Stored data entries
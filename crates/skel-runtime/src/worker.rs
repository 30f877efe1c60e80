//! Worker thread implementation.
//!
//! Each worker is a plain OS thread pulling tasks from the shared queue
//! until the queue is closed and drained.

use std::any::Any;
use std::panic::{self, AssertUnwindSafe};
use std::sync::atomic::{AtomicUsize, Ordering};
use std::sync::Arc;
use std::thread::{self, JoinHandle};
use std::time::Instant;

use crossbeam_channel::Receiver;
use skel_types::CallError;
use tokio::sync::mpsc;

use crate::error::RuntimeError;
use crate::task::{Completed, Task};

/// Counters shared between the pool and its workers.
#[derive(Debug, Default)]
pub(crate) struct PoolStats {
    pub(crate) submitted: AtomicUsize,
    pub(crate) started: AtomicUsize,
    pub(crate) finished: AtomicUsize,
}

/// Spawn a new worker thread
pub(crate) fn spawn_worker(
    id: usize,
    jobs: Receiver<Task>,
    completions: mpsc::UnboundedSender<Completed>,
    stats: Arc<PoolStats>,
) -> Result<JoinHandle<()>, RuntimeError> {
    let handle = thread::Builder::new()
        .name(format!("skel-worker-{}", id))
        .spawn(move || run_worker(id, jobs, completions, stats))?;
    Ok(handle)
}

fn run_worker(
    id: usize,
    jobs: Receiver<Task>,
    completions: mpsc::UnboundedSender<Completed>,
    stats: Arc<PoolStats>,
) {
    tracing::debug!("Worker {} started", id);

    // iter() ends once every sender is gone and the queue is empty
    for task in jobs.iter() {
        let Task {
            id: task_id,
            operation,
            submitted_at,
            work,
        } = task;

        stats.started.fetch_add(1, Ordering::SeqCst);
        let queued = submitted_at.elapsed();
        let started = Instant::now();

        let outcome = panic::catch_unwind(AssertUnwindSafe(work)).unwrap_or_else(|payload| {
            tracing::error!(worker = id, %operation, "task body panicked");
            Err(CallError::runtime(format!(
                "operation '{}' panicked: {}",
                operation,
                panic_message(payload.as_ref())
            )))
        });

        stats.finished.fetch_add(1, Ordering::SeqCst);
        tracing::trace!(
            worker = id,
            task = %task_id,
            %operation,
            run_ms = started.elapsed().as_millis() as u64,
            "task finished"
        );

        let completed = Completed {
            id: task_id,
            operation,
            outcome,
            queued,
            latency: submitted_at.elapsed(),
            worker: id,
        };

        if completions.send(completed).is_err() {
            // Event loop is gone; nobody is listening for the result.
            tracing::trace!(worker = id, task = %task_id, "completion dropped");
        }
    }

    tracing::debug!("Worker {} stopped", id);
}

fn panic_message(payload: &(dyn Any + Send)) -> String {
    if let Some(s) = payload.downcast_ref::<&str>() {
        (*s).to_string()
    } else if let Some(s) = payload.downcast_ref::<String>() {
        s.clone()
    } else {
        "unknown panic".to_string()
    }
}
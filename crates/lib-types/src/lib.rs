//! # lib-types
//!
//! Core type definitions for the IBIS-AMI kernel.
//!
//! This crate provides the types shared by the parsers and the native
//! model bridge:
//! - The AMI parameter tree (`Parameter`, `ParamKind`, `ParameterTree`)
//! - Corner-resolved parameter values (`ResolvedParameters`)
//! - Physical units with compile-time safety
//! - Impulse matrices and waveforms exchanged with native models

pub mod ami;
pub mod resolved;
pub mod units;
pub mod waveform;

pub use ami::*;
pub use resolved::*;
pub use units::*;
pub use waveform::*;
/// Feed a long victim waveform through GetWave block by block, in place.
///
/// The last block may be short. Each call gets a clock buffer of
/// `clocks_per_block + 1` slots.
pub fn stream_wave(
    session: &AmiSession,
    wave: &mut [f64],
    samples_per_block: usize,
    clocks_per_block: usize,
) -> AmiResult<StreamOutput> {
    if samples_per_block == 0 {
        return Err(AmiError::shape_mismatch("getwave", "block size is zero"));
    }
    match session.aggressors() {
        Some(0) => {}
        Some(n) => {
            return Err(AmiError::shape_mismatch(
                "getwave",
                format!("streaming needs a victim-only session, init had {n} aggressors"),
            ))
        }
        None => return Err(AmiError::invalid_state("getwave", session.state())),
    }

    let mut output = StreamOutput::default();
    let mut clock = vec![CLOCK_END; clocks_per_block + 1];
    for block in wave.chunks_mut(samples_per_block) {
        clock.fill(CLOCK_END);
        let len = block.len();
        let result = session.getwave(block, len, 0, Some(clock.as_mut_slice()))?;
        if let Some(times) = result.clock_times {
            output.clock_times.extend(times);
        }
        if let Some(text) = result.params_out_text {
            output.params_out_texts.push(text);
        }
        output.blocks += 1;
    }

    tracing::debug!(blocks = output.blocks, clocks = output.clock_times.len(), "Streamed waveform");
    Ok(output)
}

#[cfg(test)]
mod tests {
    use super::*;

    #[test]
    fn test_sentinel_guard() {
        let mut buffer = guarded(&[1.0, 2.0, 3.0]);
        assert_eq!(buffer.len(), 3 + SENTINEL_COUNT);
        assert_eq!(overrun_index(&buffer, 3), None);
        buffer[5] = 0.0;
        assert_eq!(overrun_index(&buffer, 3), Some(5));
    }

    #[test]
    fn test_clock_times_stop_at_terminator() {
        assert_eq!(clock_times_written(&[CLOCK_END; 4]), None);
        assert_eq!(
            clock_times_written(&[1e-9, 2e-9, CLOCK_END, 7.0]),
            Some(vec![1e-9, 2e-9])
        );
        assert_eq!(clock_times_written(&[1e-9, 2e-9]), Some(vec![1e-9, 2e-9]));
    }

    #[test]
    fn test_c_long_conversion() {
        assert_eq!(to_c_long(64, "init", "row size").unwrap(), 64);
    }
}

Brief: Your answer must be the data above, copied exactly from its first line through the line containing "use std::sync::Arc;", and nothing more.

Written solution:
filename crates/skel-runtime/src/worker.rs
repository 30f877efe1c60e80
//! Worker thread implementation.
//!
//! Each worker is a plain OS thread pulling tasks from the shared queue
//! until the queue is closed and drained.

use std::any::Any;
use std::panic::{self, AssertUnwindSafe};
use std::sync::atomic::{AtomicUsize, Ordering};
use std::sync::Arc;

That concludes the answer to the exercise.